Autre conséquence de cette continuité, la manipulation des seuils conduit à des transformations de la présentation de la réalité qui lui font perdre tout caractère … réaliste. Au seuil de 50 % du revenu médian on comptait (en 2011) 4,9 millions de pauvres, au seuil de 60 % on en comptait 8,8 millions. Laquelle de ces deux images, bien différentes, rend-elle compte de la réalité ?
Lutter contre les inégalités pour combattre la pauvreté
Si l’on veut agir contre la pauvreté, il faut prendre en compte les inégalités dans leur ensemble et leur complexité. L’action contre la pauvreté s’inscrit au cœur de celle menée contre les inégalités. Quelles politiques publiques mener pour lutter contre la pauvreté ?
Des politiques « universelles » dans lesquelles les plus pauvres, en accédant aux droits de tous, ont la possibilité de sortir de la pauvreté (éducation nationale, assurance maladie) ? Mais ces politiques « universelles », parce qu’elles ignorent, ou négligent, certaines caractéristiques des populations pauvres, passent à coté de l’égalité : inégalités des parcours scolaires, inégalités d’accès aux soins même quand ceux-ci sont gratuits…
Des politiques « ciblées », dédiées aux plus pauvres ? Mais avec les risques de « stigmatisation » (le RMI a créé la population des RMIstes) et donc de ségrégation (« refus de soins » pour les bénéficiaires de la CMU).

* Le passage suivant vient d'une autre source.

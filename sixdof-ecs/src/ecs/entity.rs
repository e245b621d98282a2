// Copyright 2025 John Brosnihan
//
// Licensed under the Apache License, Version 2.0 (the "License");
// you may not use this file except in compliance with the License.
// You may obtain a copy of the License at
//
//     http://www.apache.org/licenses/LICENSE-2.0
//
// Unless required by applicable law or agreed to in writing, software
// distributed under the License is distributed on an "AS IS" BASIS,
// WITHOUT WARRANTIES OR CONDITIONS OF ANY KIND, either express or implied.
// See the License for the specific language governing permissions and
// limitations under the License.
//! Entity management
//!
//! Entities are opaque keys into component columns. They carry no data of
//! their own. An entity is an index plus a generation: despawning bumps the
//! generation so stale handles never alias a body spawned later into the same
//! index.

use serde::{Deserialize, Serialize};
use std::fmt;

/// Handle to a simulated body
#[derive(Debug, Clone, Copy, PartialEq, Eq, Hash, PartialOrd, Ord, Serialize, Deserialize)]
pub struct Entity {
    index: u32,
    generation: u32,
}

impl Entity {
    /// Create an entity handle from raw parts
    pub fn new(index: u32, generation: u32) -> Self {
        Entity { index, generation }
    }

    /// Slot index, used to address column rows
    pub fn index(&self) -> u32 {
        self.index
    }

    /// Generation of the slot when this handle was issued
    pub fn generation(&self) -> u32 {
        self.generation
    }
}

impl fmt::Display for Entity {
    fn fmt(&self, f: &mut fmt::Formatter<'_>) -> fmt::Result {
        write!(f, "Entity({}, gen: {})", self.index, self.generation)
    }
}

/// Allocates entity handles and recycles despawned indices
///
/// Freed indices are reused lowest-first so that allocation order stays
/// deterministic for a given sequence of spawns and despawns.
#[derive(Debug, Clone, Default)]
pub(crate) struct EntityAllocator {
    generations: Vec<u32>,
    alive: Vec<bool>,
    free: std::collections::BTreeSet<u32>,
    alive_count: usize,
}

impl EntityAllocator {
    pub(crate) fn allocate(&mut self) -> Entity {
        let index = match self.free.pop_first() {
            Some(index) => index,
            None => {
                let index = self.generations.len() as u32;
                self.generations.push(0);
                self.alive.push(false);
                index
            }
        };
        self.alive[index as usize] = true;
        self.alive_count += 1;
        Entity::new(index, self.generations[index as usize])
    }

    pub(crate) fn free(&mut self, entity: Entity) -> bool {
        if !self.is_alive(entity) {
            return false;
        }
        let slot = entity.index() as usize;
        self.alive[slot] = false;
        self.generations[slot] = self.generations[slot].wrapping_add(1);
        self.free.insert(entity.index());
        self.alive_count -= 1;
        true
    }

    pub(crate) fn is_alive(&self, entity: Entity) -> bool {
        let slot = entity.index() as usize;
        slot < self.alive.len()
            && self.alive[slot]
            && self.generations[slot] == entity.generation()
    }

    pub(crate) fn len(&self) -> usize {
        self.alive_count
    }

    /// Alive entities in ascending index order
    pub(crate) fn iter(&self) -> impl Iterator<Item = Entity> + '_ {
        self.alive
            .iter()
            .enumerate()
            .filter(|(_, alive)| **alive)
            .map(|(index, _)| Entity::new(index as u32, self.generations[index]))
    }
}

Avec le risque aussi de diminution de « l’acceptation politique » dès lors que pour certaines catégories va apparaître l’idée que l’on me demande de payer « pour les autres »…. Il n’y a pas de solution simple à ces questions. Mais les réponses à apporter doivent à la fois, prendre en compte les effets concrets des politiques publiques pour les plus pauvres et les effets de ces politiques sur les inégalités, sur l’organisation globale de la société.
Quelles politiques de « prévention » contre la pauvreté ? Dans certains cas, malheureusement de plus en plus nombreux, on peut « naître » dans la pauvreté. Mais dans d’autres cas on « tombe » dans la pauvreté. Comment faire pour réduire le nombre de ceux qui y « tombent » ? Comment faire pour aider ceux qui y sont nés à « s’en sortir » ? Ici sont en jeu des politiques d’éducation, de formation professionnelle, d’emploi, de logement. Des politiques qui ne peuvent limiter leurs objectifs à réduire les conséquences de la pauvreté, mais visent à prévenir la chute sociale. Une politique du logement (construction, prix, distribution des logements sociaux…), une politique de l’emploi (formation initiale et continue, action sur la précarité, coût du travail…) ne peuvent se centrer sur la pauvreté, mais doivent intégrer une connaissance et une prise en compte des inégalités telles qu’elles sont, avec l’objectif de les diminuer.
Dans tous les cas, il faut actionner différents leviers de façon simultanée. Les causes de la pauvreté, comme celles des inégalités sont nombreuses et inter-agissent. Ainsi par exemple, les inégalités d’état de santé s’articulent avec des problèmes d’emploi, de logement, « d’isolement » social, de niveau de qualification, d’école. Ainsi par exemple on sait que les conditions de logement influencent les résultats scolaires des jeunes, et, partant, leur niveau de vie futur. Les causalités ne sont pas immédiates mais s’inscrivent dans un processus long. Pour comprendre la situation d’aujourd’hui, et tenter d’agir sur elle, il faut prendre en compte des événements antérieurs, un parcours. Un parcours au sein de formes diverses d’inégalités.